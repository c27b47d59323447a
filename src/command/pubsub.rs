use crate::{
    client::Client,
    command::{Arity, Command, CommandKind, CommandResult, Keys},
    pubsub::Subscriber,
    reply::Reply,
    store::Store,
};
use bytes::Bytes;

pub static PUBLISH: Command = Command {
    kind: CommandKind::Publish,
    name: "publish",
    arity: Arity::Exact(3),
    run: publish,
    keys: Keys::None,
    readonly: false,
    admin: false,
    noscript: false,
    pubsub: true,
    write: false,
};

fn publish(client: &mut Client, store: &Store) -> CommandResult {
    let channel = client.request.pop()?;
    let message = client.request.pop()?;
    let delivered = store.pubsub.lock().publish(&channel, &message);
    client.reply(delivered);
    Ok(())
}

pub static SUBSCRIBE: Command = Command {
    kind: CommandKind::Subscribe,
    name: "subscribe",
    arity: Arity::Minimum(2),
    run: subscribe,
    keys: Keys::None,
    readonly: false,
    admin: false,
    noscript: true,
    pubsub: true,
    write: false,
};

fn subscribe(client: &mut Client, store: &Store) -> CommandResult {
    while let Some(channel) = client.request.try_pop() {
        {
            let subscriber = Subscriber::new(client.id, client.reply_sender.clone());
            store.pubsub.lock().subscribe(channel.clone(), subscriber);
        }
        client.channels.insert(channel.clone());

        client.reply(Reply::Array(3));
        client.reply(Reply::Bulk(Bytes::from_static(b"subscribe")));
        client.reply(Reply::Bulk(channel));
        client.reply(client.subscription_count());
    }
    Ok(())
}

pub static PSUBSCRIBE: Command = Command {
    kind: CommandKind::Psubscribe,
    name: "psubscribe",
    arity: Arity::Minimum(2),
    run: psubscribe,
    keys: Keys::None,
    readonly: false,
    admin: false,
    noscript: true,
    pubsub: true,
    write: false,
};

fn psubscribe(client: &mut Client, store: &Store) -> CommandResult {
    while let Some(pattern) = client.request.try_pop() {
        {
            let subscriber = Subscriber::new(client.id, client.reply_sender.clone());
            store.pubsub.lock().psubscribe(pattern.clone(), subscriber);
        }
        client.patterns.insert(pattern.clone());

        client.reply(Reply::Array(3));
        client.reply(Reply::Bulk(Bytes::from_static(b"psubscribe")));
        client.reply(Reply::Bulk(pattern));
        client.reply(client.subscription_count());
    }
    Ok(())
}

pub static UNSUBSCRIBE: Command = Command {
    kind: CommandKind::Unsubscribe,
    name: "unsubscribe",
    arity: Arity::Minimum(1),
    run: unsubscribe,
    keys: Keys::None,
    readonly: false,
    admin: false,
    noscript: true,
    pubsub: true,
    write: false,
};

fn unsubscribe(client: &mut Client, store: &Store) -> CommandResult {
    let mut channels: Vec<Bytes> = client.request.iter().collect();
    if channels.is_empty() {
        channels = client.channels.iter().cloned().collect();
    }

    if channels.is_empty() {
        // Nothing was subscribed: one confirmation with a nil channel.
        client.reply(Reply::Array(3));
        client.reply(Reply::Bulk(Bytes::from_static(b"unsubscribe")));
        client.reply(Reply::Nil);
        client.reply(client.subscription_count());
        return Ok(());
    }

    for channel in channels {
        store.pubsub.lock().unsubscribe(&channel, client.id);
        client.channels.remove(&channel);

        client.reply(Reply::Array(3));
        client.reply(Reply::Bulk(Bytes::from_static(b"unsubscribe")));
        client.reply(Reply::Bulk(channel));
        client.reply(client.subscription_count());
    }
    Ok(())
}

pub static PUNSUBSCRIBE: Command = Command {
    kind: CommandKind::Punsubscribe,
    name: "punsubscribe",
    arity: Arity::Minimum(1),
    run: punsubscribe,
    keys: Keys::None,
    readonly: false,
    admin: false,
    noscript: true,
    pubsub: true,
    write: false,
};

fn punsubscribe(client: &mut Client, store: &Store) -> CommandResult {
    let mut patterns: Vec<Bytes> = client.request.iter().collect();
    if patterns.is_empty() {
        patterns = client.patterns.iter().cloned().collect();
    }

    if patterns.is_empty() {
        client.reply(Reply::Array(3));
        client.reply(Reply::Bulk(Bytes::from_static(b"punsubscribe")));
        client.reply(Reply::Nil);
        client.reply(client.subscription_count());
        return Ok(());
    }

    for pattern in patterns {
        store.pubsub.lock().punsubscribe(&pattern, client.id);
        client.patterns.remove(&pattern);

        client.reply(Reply::Array(3));
        client.reply(Reply::Bulk(Bytes::from_static(b"punsubscribe")));
        client.reply(Reply::Bulk(pattern));
        client.reply(client.subscription_count());
    }
    Ok(())
}

pub static PUBSUB: Command = Command {
    kind: CommandKind::Pubsub,
    name: "pubsub",
    arity: Arity::Minimum(2),
    run: pubsub,
    keys: Keys::None,
    readonly: false,
    admin: false,
    noscript: false,
    pubsub: true,
    write: false,
};

fn pubsub(client: &mut Client, store: &Store) -> CommandResult {
    let subcommand = client.request.pop()?;

    if subcommand.eq_ignore_ascii_case(b"channels") {
        let pattern = client.request.try_pop();
        let channels = store.pubsub.lock().channels(pattern.as_deref());
        client.array(channels.into_iter().map(Reply::from));
        return Ok(());
    }

    if subcommand.eq_ignore_ascii_case(b"numsub") {
        let channels: Vec<Bytes> = client.request.iter().collect();
        let pubsub = store.pubsub.lock();
        let counts: Vec<(Bytes, usize)> = channels
            .into_iter()
            .map(|channel| {
                let count = pubsub.numsub(&channel);
                (channel, count)
            })
            .collect();
        drop(pubsub);

        client.reply(Reply::Array(counts.len() * 2));
        for (channel, count) in counts {
            client.reply(Reply::Bulk(channel));
            client.reply(count);
        }
        return Ok(());
    }

    if subcommand.eq_ignore_ascii_case(b"numpat") {
        let numpat = store.pubsub.lock().numpat();
        client.reply(numpat);
        return Ok(());
    }

    Err(client.request.unknown_subcommand().into())
}
use crate::{bytes::parse, radix::Radix, time::now_ms};
use bytes::Bytes;
use hashbrown::HashMap;
use std::collections::BTreeMap;

/// A stream entry id: milliseconds and a sequence number breaking ties
/// within the same millisecond.
#[derive(Clone, Copy, Debug, Default, Eq, Hash, Ord, PartialEq, PartialOrd)]
pub struct StreamId {
    pub ms: u64,
    pub seq: u64,
}

impl StreamId {
    pub const ZERO: StreamId = StreamId { ms: 0, seq: 0 };
    pub const MAX: StreamId = StreamId {
        ms: u64::MAX,
        seq: u64::MAX,
    };

    /// The smallest id strictly greater than this one.
    pub fn next(self) -> StreamId {
        match self.seq.checked_add(1) {
            Some(seq) => StreamId { ms: self.ms, seq },
            None => StreamId {
                ms: self.ms + 1,
                seq: 0,
            },
        }
    }

    /// Parse `ms` or `ms-seq`, filling a missing sequence with
    /// `default_seq`. `-` and `+` parse to the extremes.
    pub fn parse(bytes: &[u8], default_seq: u64) -> Option<StreamId> {
        match bytes {
            b"-" => return Some(StreamId::ZERO),
            b"+" => return Some(StreamId::MAX),
            _ => {}
        }
        match bytes.iter().position(|&b| b == b'-') {
            Some(dash) => {
                let ms = parse(&bytes[..dash])?;
                let seq = parse(&bytes[dash + 1..])?;
                Some(StreamId { ms, seq })
            }
            None => Some(StreamId {
                ms: parse(bytes)?,
                seq: default_seq,
            }),
        }
    }

    pub fn to_bytes(self) -> Bytes {
        Bytes::from(self.to_string())
    }
}

impl std::fmt::Display for StreamId {
    fn fmt(&self, f: &mut std::fmt::Formatter<'_>) -> std::fmt::Result {
        write!(f, "{}-{}", self.ms, self.seq)
    }
}

#[derive(Clone, Debug)]
pub struct StreamEntry {
    pub id: StreamId,
    pub fields: Vec<(Bytes, Bytes)>,
}

/// An unacknowledged delivery.
#[derive(Clone, Copy, Debug)]
pub struct Pending {
    /// When the entry was last delivered or claimed.
    pub claimed_ms: u64,

    pub deliveries: u64,
}

#[derive(Clone, Debug, Default)]
pub struct Consumer {
    pub pending: BTreeMap<StreamId, Pending>,
}

/// A named cursor over the stream shared by its consumers.
#[derive(Clone, Debug, Default)]
pub struct Group {
    pub last_delivered: StreamId,
    pub consumers: HashMap<Bytes, Consumer>,
}

impl Group {
    pub fn pending_len(&self) -> usize {
        self.consumers
            .values()
            .map(|consumer| consumer.pending.len())
            .sum()
    }

    /// Acknowledge an id in whichever consumer holds it.
    pub fn ack(&mut self, id: StreamId) -> bool {
        self.consumers
            .values_mut()
            .any(|consumer| consumer.pending.remove(&id).is_some())
    }

    /// The consumer currently holding a pending id.
    pub fn holder(&self, id: StreamId) -> Option<&Bytes> {
        self.consumers
            .iter()
            .find(|(_, consumer)| consumer.pending.contains_key(&id))
            .map(|(name, _)| name)
    }
}

/// An append-only log of `(id, fields)` entries with a radix index from
/// the stringified id, plus the consumer groups reading it.
#[derive(Clone, Debug, Default)]
pub struct Stream {
    entries: Vec<StreamEntry>,
    index: Radix<StreamId>,
    pub last_id: StreamId,
    pub groups: HashMap<Bytes, Group>,
}

/// XADD with an explicit id that does not advance the stream.
#[derive(Clone, Copy, Debug, Eq, PartialEq)]
pub struct IdTooSmall;

impl Stream {
    /// Rebuild a stream from persisted parts, reindexing every entry.
    pub fn restore(
        last_id: StreamId,
        entries: Vec<StreamEntry>,
        groups: HashMap<Bytes, Group>,
    ) -> Stream {
        let mut index = Radix::default();
        for entry in &entries {
            index.insert(entry.id.to_string().as_bytes(), entry.id);
        }
        Stream {
            entries,
            index,
            last_id,
            groups,
        }
    }

    pub fn len(&self) -> usize {
        self.entries.len()
    }

    pub fn is_empty(&self) -> bool {
        self.entries.is_empty()
    }

    /// The id an auto-generated XADD would use right now.
    fn next_auto_id(&self) -> StreamId {
        let now = now_ms();
        if now > self.last_id.ms {
            StreamId { ms: now, seq: 0 }
        } else {
            self.last_id.next()
        }
    }

    /// Append an entry. An explicit id must be strictly greater than every
    /// id ever used.
    pub fn add(
        &mut self,
        id: Option<StreamId>,
        fields: Vec<(Bytes, Bytes)>,
    ) -> Result<StreamId, IdTooSmall> {
        let id = match id {
            Some(id) if id <= self.last_id => return Err(IdTooSmall),
            Some(id) => id,
            None => self.next_auto_id(),
        };

        self.index.insert(id.to_string().as_bytes(), id);
        self.entries.push(StreamEntry { id, fields });
        self.last_id = id;
        Ok(id)
    }

    /// Entries with `start <= id <= end`.
    pub fn range(&self, start: StreamId, end: StreamId) -> &[StreamEntry] {
        let from = self.entries.partition_point(|entry| entry.id < start);
        let to = self.entries.partition_point(|entry| entry.id <= end);
        &self.entries[from..to]
    }

    /// Entries with `id > after`.
    pub fn after(&self, after: StreamId) -> &[StreamEntry] {
        let from = self.entries.partition_point(|entry| entry.id <= after);
        &self.entries[from..]
    }

    pub fn first(&self) -> Option<&StreamEntry> {
        self.entries.first()
    }

    pub fn last(&self) -> Option<&StreamEntry> {
        self.entries.last()
    }

    /// Exact lookup through the radix index.
    pub fn get(&self, id: StreamId) -> Option<&StreamEntry> {
        let id = *self.index.get(id.to_string().as_bytes())?;
        let at = self.entries.partition_point(|entry| entry.id < id);
        self.entries.get(at).filter(|entry| entry.id == id)
    }

    /// Delete entries by id. Returns how many existed.
    pub fn remove(&mut self, ids: &[StreamId]) -> usize {
        let mut removed = 0;
        for &id in ids {
            if self.index.remove(id.to_string().as_bytes()).is_none() {
                continue;
            }
            let at = self.entries.partition_point(|entry| entry.id < id);
            if self.entries.get(at).is_some_and(|entry| entry.id == id) {
                self.entries.remove(at);
                removed += 1;
            }
        }
        removed
    }

    /// Keep only the newest `maxlen` entries. Returns how many were
    /// dropped. The index is rebuilt from the surviving slice.
    pub fn trim_maxlen(&mut self, maxlen: usize) -> usize {
        if self.entries.len() <= maxlen {
            return 0;
        }
        let excess = self.entries.len() - maxlen;
        self.entries.drain(..excess);
        self.index.clear();
        for entry in &self.entries {
            self.index.insert(entry.id.to_string().as_bytes(), entry.id);
        }
        excess
    }

    /// Rough heap footprint in bytes, for the memory gauge.
    pub fn mem_usage(&self) -> usize {
        self.entries
            .iter()
            .map(|entry| {
                entry
                    .fields
                    .iter()
                    .map(|(field, value)| field.len() + value.len() + 32)
                    .sum::<usize>()
                    + 48
            })
            .sum::<usize>()
            + 128
    }
}

#[cfg(test)]
mod tests {
    use super::*;

    fn fields(pairs: &[(&str, &str)]) -> Vec<(Bytes, Bytes)> {
        pairs
            .iter()
            .map(|(field, value)| {
                (
                    Bytes::copy_from_slice(field.as_bytes()),
                    Bytes::copy_from_slice(value.as_bytes()),
                )
            })
            .collect()
    }

    #[test]
    fn parse_ids() {
        assert_eq!(
            StreamId::parse(b"5-3", 0),
            Some(StreamId { ms: 5, seq: 3 })
        );
        assert_eq!(StreamId::parse(b"5", 7), Some(StreamId { ms: 5, seq: 7 }));
        assert_eq!(StreamId::parse(b"-", 0), Some(StreamId::ZERO));
        assert_eq!(StreamId::parse(b"+", 0), Some(StreamId::MAX));
        assert_eq!(StreamId::parse(b"x", 0), None);
        assert_eq!(StreamId::parse(b"1-", 0), None);
    }

    #[test]
    fn explicit_ids_must_increase() {
        let mut stream = Stream::default();
        let id = StreamId { ms: 5, seq: 0 };
        assert_eq!(stream.add(Some(id), fields(&[("a", "1")])), Ok(id));
        assert_eq!(
            stream.add(Some(id), fields(&[("a", "2")])),
            Err(IdTooSmall)
        );
        assert_eq!(
            stream.add(Some(StreamId { ms: 4, seq: 9 }), fields(&[])),
            Err(IdTooSmall)
        );
        assert!(stream.add(Some(id.next()), fields(&[("a", "3")])).is_ok());
        assert_eq!(stream.len(), 2);
    }

    #[test]
    fn auto_ids_are_monotonic() {
        let mut stream = Stream::default();
        let a = stream.add(None, fields(&[("k", "1")])).unwrap();
        let b = stream.add(None, fields(&[("k", "2")])).unwrap();
        let c = stream.add(None, fields(&[("k", "3")])).unwrap();
        assert!(a < b && b < c);
        assert_eq!(stream.last_id, c);
    }

    #[test]
    fn ranges() {
        let mut stream = Stream::default();
        for ms in 1..=5 {
            stream
                .add(Some(StreamId { ms, seq: 0 }), fields(&[("n", "x")]))
                .unwrap();
        }
        let slice = stream.range(StreamId { ms: 2, seq: 0 }, StreamId { ms: 4, seq: 0 });
        let ids: Vec<u64> = slice.iter().map(|entry| entry.id.ms).collect();
        assert_eq!(ids, [2, 3, 4]);

        let all = stream.range(StreamId::ZERO, StreamId::MAX);
        assert_eq!(all.len(), 5);

        let after: Vec<u64> = stream
            .after(StreamId { ms: 3, seq: 0 })
            .iter()
            .map(|entry| entry.id.ms)
            .collect();
        assert_eq!(after, [4, 5]);
    }

    #[test]
    fn remove_and_get() {
        let mut stream = Stream::default();
        let a = stream.add(Some(StreamId { ms: 1, seq: 0 }), fields(&[])).unwrap();
        let b = stream.add(Some(StreamId { ms: 2, seq: 0 }), fields(&[])).unwrap();
        assert!(stream.get(a).is_some());
        assert_eq!(stream.remove(&[a, StreamId { ms: 9, seq: 9 }]), 1);
        assert!(stream.get(a).is_none());
        assert!(stream.get(b).is_some());
        assert_eq!(stream.len(), 1);
        // The id space does not reopen after deletion.
        assert_eq!(stream.add(Some(a), fields(&[])), Err(IdTooSmall));
    }

    #[test]
    fn trim_keeps_tail() {
        let mut stream = Stream::default();
        for ms in 1..=10 {
            stream
                .add(Some(StreamId { ms, seq: 0 }), fields(&[("n", "x")]))
                .unwrap();
        }
        assert_eq!(stream.trim_maxlen(3), 7);
        assert_eq!(stream.len(), 3);
        assert_eq!(stream.first().unwrap().id.ms, 8);
        // Index was rebuilt: trimmed ids are gone, survivors remain.
        assert!(stream.get(StreamId { ms: 1, seq: 0 }).is_none());
        assert!(stream.get(StreamId { ms: 9, seq: 0 }).is_some());
        assert_eq!(stream.trim_maxlen(5), 0);
    }

    #[test]
    fn group_ack_and_holder() {
        let mut group = Group::default();
        let id = StreamId { ms: 1, seq: 0 };
        group.consumers.entry(Bytes::from("alice")).or_default().pending.insert(
            id,
            Pending {
                claimed_ms: 0,
                deliveries: 1,
            },
        );
        assert_eq!(group.pending_len(), 1);
        assert_eq!(group.holder(id), Some(&Bytes::from("alice")));
        assert!(group.ack(id));
        assert!(!group.ack(id));
        assert_eq!(group.pending_len(), 0);
    }
}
========================================================================
* AIM OF THE TASK *
Once the line with "fn pubsub(client: &mut" is found in the records above, print exactly that line and every line after it through the line with "let pattern = client.request.try_pop();".

* REPLY TO THE TASK *
fn pubsub(client: &mut Client, store: &Store) -> CommandResult {
    let subcommand = client.request.pop()?;

    if subcommand.eq_ignore_ascii_case(b"channels") {
        let pattern = client.request.try_pop();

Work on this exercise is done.